Data entries

=== Section Start ===

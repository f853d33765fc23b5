//! Account lifecycle handlers.

use axum::{
    Extension, Json,
    extract::{Path, State},
    http::StatusCode,
};
use serde::Serialize;
use uuid::Uuid;

use roster_core::{
    NewUser, User, UserUpdate, credentials,
    user::LoginRequest,
};

use super::auth::{SessionToken, tokens};
use crate::infra::{
    app_state::AppState,
    errors::{AppError, AppResult},
};

/// Login and registration both answer with the account and a fresh
/// bearer token.
#[derive(Debug, Serialize)]
pub struct AuthResponse {
    pub user: User,
    pub token: String,
}

pub async fn register(
    State(state): State<AppState>,
    Json(request): Json<NewUser>,
) -> AppResult<(StatusCode, Json<AuthResponse>)> {
    let mut user = state.store.create(request).await?;

    // Fire-and-forget: a failed or slow notification must never fail
    // the registration response.
    let mailer = state.mailer.clone();
    let (email, name) = (user.email.clone(), user.name.clone());
    tokio::spawn(async move {
        if let Err(err) = mailer.send_welcome(&email, &name).await {
            tracing::warn!(error = %err, %email, "welcome notification failed");
        }
    });

    let token =
        tokens::issue(state.store.as_ref(), &state.token_keys, &mut user).await?;

    Ok((StatusCode::CREATED, Json(AuthResponse { user, token })))
}

pub async fn login(
    State(state): State<AppState>,
    Json(request): Json<LoginRequest>,
) -> AppResult<Json<AuthResponse>> {
    // Unknown email and wrong password take the same path out; the
    // response must not reveal which half was wrong.
    let mut user = state
        .store
        .find_by_email(&request.email.trim().to_lowercase())
        .await?
        .filter(|u| credentials::verify_password(&request.password, &u.password_hash))
        .ok_or_else(|| AppError::bad_request("Unable to login"))?;

    let token =
        tokens::issue(state.store.as_ref(), &state.token_keys, &mut user).await?;

    Ok(Json(AuthResponse { user, token }))
}

pub async fn logout(
    State(state): State<AppState>,
    Extension(mut user): Extension<User>,
    Extension(SessionToken(session)): Extension<SessionToken>,
) -> AppResult<StatusCode> {
    tokens::revoke(state.store.as_ref(), &mut user, &session).await?;
    Ok(StatusCode::OK)
}

pub async fn logout_all(
    State(state): State<AppState>,
    Extension(mut user): Extension<User>,
) -> AppResult<StatusCode> {
    tokens::revoke_all(state.store.as_ref(), &mut user).await?;
    Ok(StatusCode::OK)
}

pub async fn me(Extension(user): Extension<User>) -> Json<User> {
    Json(user)
}

pub async fn get_user(
    State(state): State<AppState>,
    Path(id): Path<Uuid>,
) -> AppResult<Json<User>> {
    let user = state
        .store
        .get(id)
        .await?
        .ok_or_else(|| AppError::not_found("User not found"))?;
    Ok(Json(user))
}

pub async fn update_me(
    State(state): State<AppState>,
    Extension(user): Extension<User>,
    Json(body): Json<serde_json::Value>,
) -> AppResult<Json<User>> {
    // Parsed against the closed field set here rather than by the Json
    // extractor so an unknown key yields a 400, not a 422.
    let update: UserUpdate = serde_json::from_value(body)
        .map_err(|_| AppError::bad_request("Invalid update field"))?;

    let updated = state.store.apply_update(user.id, update).await?;
    Ok(Json(updated))
}

pub async fn delete_me(
    State(state): State<AppState>,
    Extension(user): Extension<User>,
) -> AppResult<Json<User>> {
    let deleted = state
        .store
        .delete(user.id)
        .await?
        .ok_or_else(|| AppError::not_found("User not found"))?;
    Ok(Json(deleted))
}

=== Section End ===

## Try it
Write the data out once more. Keep every word the same.

## Expected answer
repository f853d33765fc23b5
//! Account lifecycle handlers.

use axum::{
    Extension, Json,
    extract::{Path, State},
    http::StatusCode,
};
use serde::Serialize;
use uuid::Uuid;

use roster_core::{
    NewUser, User, UserUpdate, credentials,
    user::LoginRequest,
};

use super::auth::{SessionToken, tokens};
use crate::infra::{
    app_state::AppState,
    errors::{AppError, AppResult},
};

/// Login and registration both answer with the account and a fresh
/// bearer token.
#[derive(Debug, Serialize)]
pub struct AuthResponse {
    pub user: User,
    pub token: String,
}

pub async fn register(
    State(state): State<AppState>,
    Json(request): Json<NewUser>,
) -> AppResult<(StatusCode, Json<AuthResponse>)> {
    let mut user = state.store.create(request).await?;

    // Fire-and-forget: a failed or slow notification must never fail
    // the registration response.
    let mailer = state.mailer.clone();
    let (email, name) = (user.email.clone(), user.name.clone());
    tokio::spawn(async move {
        if let Err(err) = mailer.send_welcome(&email, &name).await {
            tracing::warn!(error = %err, %email, "welcome notification failed");
        }
    });

    let token =
        tokens::issue(state.store.as_ref(), &state.token_keys, &mut user).await?;

    Ok((StatusCode::CREATED, Json(AuthResponse { user, token })))
}

pub async fn login(
    State(state): State<AppState>,
    Json(request): Json<LoginRequest>,
) -> AppResult<Json<AuthResponse>> {
    // Unknown email and wrong password take the same path out; the
    // response must not reveal which half was wrong.
    let mut user = state
        .store
        .find_by_email(&request.email.trim().to_lowercase())
        .await?
        .filter(|u| credentials::verify_password(&request.password, &u.password_hash))
        .ok_or_else(|| AppError::bad_request("Unable to login"))?;

    let token =
        tokens::issue(state.store.as_ref(), &state.token_keys, &mut user).await?;

    Ok(Json(AuthResponse { user, token }))
}

pub async fn logout(
    State(state): State<AppState>,
    Extension(mut user): Extension<User>,
    Extension(SessionToken(session)): Extension<SessionToken>,
) -> AppResult<StatusCode> {
    tokens::revoke(state.store.as_ref(), &mut user, &session).await?;
    Ok(StatusCode::OK)
}

pub async fn logout_all(
    State(state): State<AppState>,
    Extension(mut user): Extension<User>,
) -> AppResult<StatusCode> {
    tokens::revoke_all(state.store.as_ref(), &mut user).await?;
    Ok(StatusCode::OK)
}

pub async fn me(Extension(user): Extension<User>) -> Json<User> {
    Json(user)
}

pub async fn get_user(
    State(state): State<AppState>,
    Path(id): Path<Uuid>,
) -> AppResult<Json<User>> {
    let user = state
        .store
        .get(id)
        .await?
        .ok_or_else(|| AppError::not_found("User not found"))?;
    Ok(Json(user))
}

pub async fn update_me(
    State(state): State<AppState>,
    Extension(user): Extension<User>,
    Json(body): Json<serde_json::Value>,
) -> AppResult<Json<User>> {
    // Parsed against the closed field set here rather than by the Json
    // extractor so an unknown key yields a 400, not a 422.
    let update: UserUpdate = serde_json::from_value(body)
        .map_err(|_| AppError::bad_request("Invalid update field"))?;

    let updated = state.store.apply_update(user.id, update).await?;
    Ok(Json(updated))
}

pub async fn delete_me(
    State(state): State<AppState>,
    Extension(user): Extension<User>,
) -> AppResult<Json<User>> {
    let deleted = state
        .store
        .delete(user.id)
        .await?
        .ok_or_else(|| AppError::not_found("User not found"))?;
    Ok(Json(deleted))
}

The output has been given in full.